Records from a collection>
******
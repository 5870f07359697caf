use lume_core::{ArrayData, AttributeArraySet, Binding, LumeError, LumeResult, Mesh, Mode, PrimitiveSet, VertexAttribute};

use super::unindex::collect_corners;

fn is_per_primitive(binding: Binding) -> bool {
    matches!(binding, Binding::PerPrimitive | Binding::PerPrimitiveSet)
}

/// Strips, fans and quads share vertices between primitives, so a value
/// bound to one primitive has no single vertex to land on.
fn conversion_supported(mode: Mode, binding: Binding) -> bool {
    match binding {
        Binding::PerPrimitive => !matches!(
            mode,
            Mode::TriangleStrip | Mode::TriangleFan | Mode::Quads | Mode::QuadStrip | Mode::LineStrip | Mode::LineLoop
        ),
        Binding::PerPrimitiveSet => !matches!(
            mode,
            Mode::TriangleStrip | Mode::TriangleFan | Mode::Quads | Mode::QuadStrip
        ),
        _ => true,
    }
}

/// Returns a copy of `mesh` where every array bound overall, per primitive
/// set or per primitive is bound per vertex instead.
///
/// Per-primitive bindings need one vertex per reference, so such meshes are
/// expanded to draw arrays first. Unsupported mode and binding pairs fail
/// before anything is converted.
pub fn normalize_bindings(mesh: &Mesh) -> LumeResult<Mesh> {
    mesh.validate()?;

    for set in &mesh.primitive_sets {
        for (channel, attribute) in mesh.attributes.iter() {
            if !conversion_supported(set.mode, attribute.binding) {
                return Err(LumeError::UnsupportedBindingConversion {
                    channel,
                    mode: set.mode,
                    binding: attribute.binding,
                });
            }
        }
    }

    let mut normalized = if mesh.attributes.iter().any(|(_, a)| is_per_primitive(a.binding)) {
        expand_per_primitive(mesh)?
    } else {
        mesh.clone()
    };

    let vertex_count = normalized.vertex_count();
    for (_, attribute) in normalized.attributes.iter_mut() {
        if attribute.binding == Binding::Overall {
            attribute.data = attribute.data.repeat(0, vertex_count);
            attribute.binding = Binding::PerVertex;
        }
    }
    Ok(normalized)
}

fn expand_per_primitive(mesh: &Mesh) -> LumeResult<Mesh> {
    let corners = collect_corners(mesh, true)?;

    let mut attributes = AttributeArraySet::new();
    for (channel, attribute) in mesh.attributes.iter() {
        let data = match attribute.binding {
            Binding::PerVertex => attribute.data.gather(&corners.refs),
            Binding::PerPrimitiveSet => replicate_per_set(&attribute.data, &corners.sets)?,
            Binding::PerPrimitive => replicate_per_primitive(&attribute.data, &corners.sets)?,
            Binding::Off | Binding::Overall => {
                attributes.insert(channel, attribute.clone());
                continue;
            }
        };
        attributes.insert(channel, VertexAttribute::per_vertex(data));
    }

    Ok(Mesh {
        name: mesh.name.clone(),
        attributes,
        primitive_sets: corners.sets,
    })
}

fn replicate_per_set(data: &ArrayData, sets: &[PrimitiveSet]) -> LumeResult<ArrayData> {
    let mut out = data.empty_like();
    for (p, set) in sets.iter().enumerate() {
        out.extend_repeat(data, p, set.index_count())?;
    }
    Ok(out)
}

fn replicate_per_primitive(data: &ArrayData, sets: &[PrimitiveSet]) -> LumeResult<ArrayData> {
    let mut out = data.empty_like();
    let mut primitive = 0;
    for set in sets {
        // Only modes with disjoint primitives get here.
        let corners = match set.mode {
            Mode::Points => 1,
            Mode::Lines => 2,
            Mode::Polygon => set.index_count(),
            _ => 3,
        };
        for _ in 0..set.primitive_count() {
            out.extend_repeat(data, primitive, corners)?;
            primitive += 1;
        }
    }
    Ok(out)
}

#[cfg(test)]
mod tests {
    use super::*;
    use lume_core::{Channel, Indices};

    fn positions(n: usize) -> ArrayData {
        ArrayData::Vec3((0..n).map(|i| [i as f32, 0.0, 0.0]).collect())
    }

    #[test]
    fn per_vertex_mesh_is_unchanged() {
        let mesh = Mesh::new(positions(3)).with_primitive_set(PrimitiveSet::draw_arrays(Mode::TriangleFan, 0, 3));
        assert_eq!(normalize_bindings(&mesh), Ok(mesh));
    }

    #[test]
    fn overall_is_repeated_per_vertex() {
        let mesh = Mesh::new(positions(4))
            .with_attribute(Channel::Color, Binding::Overall, ArrayData::Vec4(vec![[1.0, 0.0, 0.0, 1.0]]))
            .with_primitive_set(PrimitiveSet::draw_arrays(Mode::Quads, 0, 4));
        let normalized = normalize_bindings(&mesh).unwrap();
        let color = normalized.attributes.get(Channel::Color).unwrap();
        assert_eq!(color.binding, Binding::PerVertex);
        assert_eq!(color.data, ArrayData::Vec4(vec![[1.0, 0.0, 0.0, 1.0]; 4]));
        assert_eq!(normalized.primitive_sets, mesh.primitive_sets);
    }

    #[test]
    fn per_primitive_set_follows_each_set() {
        let mesh = Mesh::new(positions(4))
            .with_attribute(Channel::FogCoord, Binding::PerPrimitiveSet, ArrayData::Float(vec![1.0, 2.0]))
            .with_primitive_set(PrimitiveSet::draw_elements(Mode::Triangles, vec![0, 1, 2]))
            .with_primitive_set(PrimitiveSet::draw_elements(Mode::Lines, vec![2, 3]));
        let normalized = normalize_bindings(&mesh).unwrap();

        assert_eq!(normalized.vertex_count(), 5);
        assert_eq!(
            normalized.attributes.get(Channel::FogCoord).map(|a| &a.data),
            Some(&ArrayData::Float(vec![1.0, 1.0, 1.0, 2.0, 2.0]))
        );
        assert_eq!(normalized.primitive_sets[1].indices, Indices::Array { first: 3, count: 2 });
        assert_eq!(normalized.validate(), Ok(()));
    }

    #[test]
    fn per_primitive_counts_across_sets() {
        let mesh = Mesh::new(positions(6))
            .with_attribute(Channel::Normal, Binding::PerPrimitive, ArrayData::Vec3(vec![[0.0; 3], [1.0; 3], [2.0; 3]]))
            .with_primitive_set(PrimitiveSet::draw_arrays(Mode::Triangles, 0, 6))
            .with_primitive_set(PrimitiveSet::draw_elements(Mode::Points, vec![5]));
        let normalized = normalize_bindings(&mesh).unwrap();
        assert_eq!(
            normalized.attributes.get(Channel::Normal).map(|a| &a.data),
            Some(&ArrayData::Vec3(vec![
                [0.0; 3], [0.0; 3], [0.0; 3],
                [1.0; 3], [1.0; 3], [1.0; 3],
                [2.0; 3],
            ]))
        );
    }

    #[test]
    fn fan_with_per_primitive_binding_is_fatal() {
        let mesh = Mesh::new(positions(4))
            .with_attribute(Channel::Color, Binding::PerPrimitive, ArrayData::Vec4ub(vec![[0; 4], [1; 4]]))
            .with_primitive_set(PrimitiveSet::draw_arrays(Mode::TriangleFan, 0, 4));
        assert_eq!(
            normalize_bindings(&mesh),
            Err(LumeError::UnsupportedBindingConversion {
                channel: Channel::Color,
                mode: Mode::TriangleFan,
                binding: Binding::PerPrimitive,
            })
        );
    }

    #[test]
    fn shared_vertex_modes_reject_per_primitive_values() {
        let rejected = [
            (Mode::TriangleStrip, Binding::PerPrimitiveSet),
            (Mode::TriangleStrip, Binding::PerPrimitive),
            (Mode::TriangleFan, Binding::PerPrimitiveSet),
            (Mode::TriangleFan, Binding::PerPrimitive),
            (Mode::Quads, Binding::PerPrimitiveSet),
            (Mode::Quads, Binding::PerPrimitive),
            (Mode::QuadStrip, Binding::PerPrimitiveSet),
            (Mode::QuadStrip, Binding::PerPrimitive),
            (Mode::LineStrip, Binding::PerPrimitive),
            (Mode::LineLoop, Binding::PerPrimitive),
        ];
        for (mode, binding) in rejected {
            let mesh = Mesh::new(positions(8))
                .with_attribute(Channel::Color, binding, ArrayData::Vec4(vec![[1.0; 4]; 8]))
                .with_primitive_set(PrimitiveSet::draw_arrays(mode, 0, 8));
            assert_eq!(
                normalize_bindings(&mesh),
                Err(LumeError::UnsupportedBindingConversion {
                    channel: Channel::Color,
                    mode,
                    binding,
                }),
                "{mode:?} with {binding:?}"
            );
        }
    }

    #[test]
    fn disjoint_modes_accept_per_primitive_values() {
        let accepted = [
            (Mode::LineStrip, Binding::PerPrimitiveSet),
            (Mode::LineLoop, Binding::PerPrimitiveSet),
            (Mode::Triangles, Binding::PerPrimitive),
            (Mode::Lines, Binding::PerPrimitive),
            (Mode::Points, Binding::PerPrimitive),
            (Mode::Polygon, Binding::PerPrimitive),
        ];
        for (mode, binding) in accepted {
            let mesh = Mesh::new(positions(6))
                .with_attribute(Channel::Color, binding, ArrayData::Vec4(vec![[1.0; 4]; 6]))
                .with_primitive_set(PrimitiveSet::draw_arrays(mode, 0, 6));
            let normalized = normalize_bindings(&mesh);
            assert!(normalized.is_ok(), "{mode:?} with {binding:?}: {normalized:?}");
            let normalized = normalized.unwrap();
            assert_eq!(normalized.attributes.get(Channel::Color).map(|a| a.binding), Some(Binding::PerVertex));
            assert_eq!(normalized.validate(), Ok(()));
        }
    }

    #[test]
    fn invalid_lengths_are_reported() {
        let mesh = Mesh::new(positions(3))
            .with_attribute(Channel::Color, Binding::PerPrimitiveSet, ArrayData::Vec4(Vec::new()))
            .with_primitive_set(PrimitiveSet::draw_arrays(Mode::Triangles, 0, 3));
        assert!(matches!(
            normalize_bindings(&mesh),
            Err(LumeError::AttributeLengthMismatch { .. })
        ));
    }
}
******
Copy out every line of the records that the string "Points" appears in.

Response to the task>
            Mode::Points => 1,
            .with_primitive_set(PrimitiveSet::draw_elements(Mode::Points, vec![5]));
            (Mode::Points, Binding::PerPrimitive),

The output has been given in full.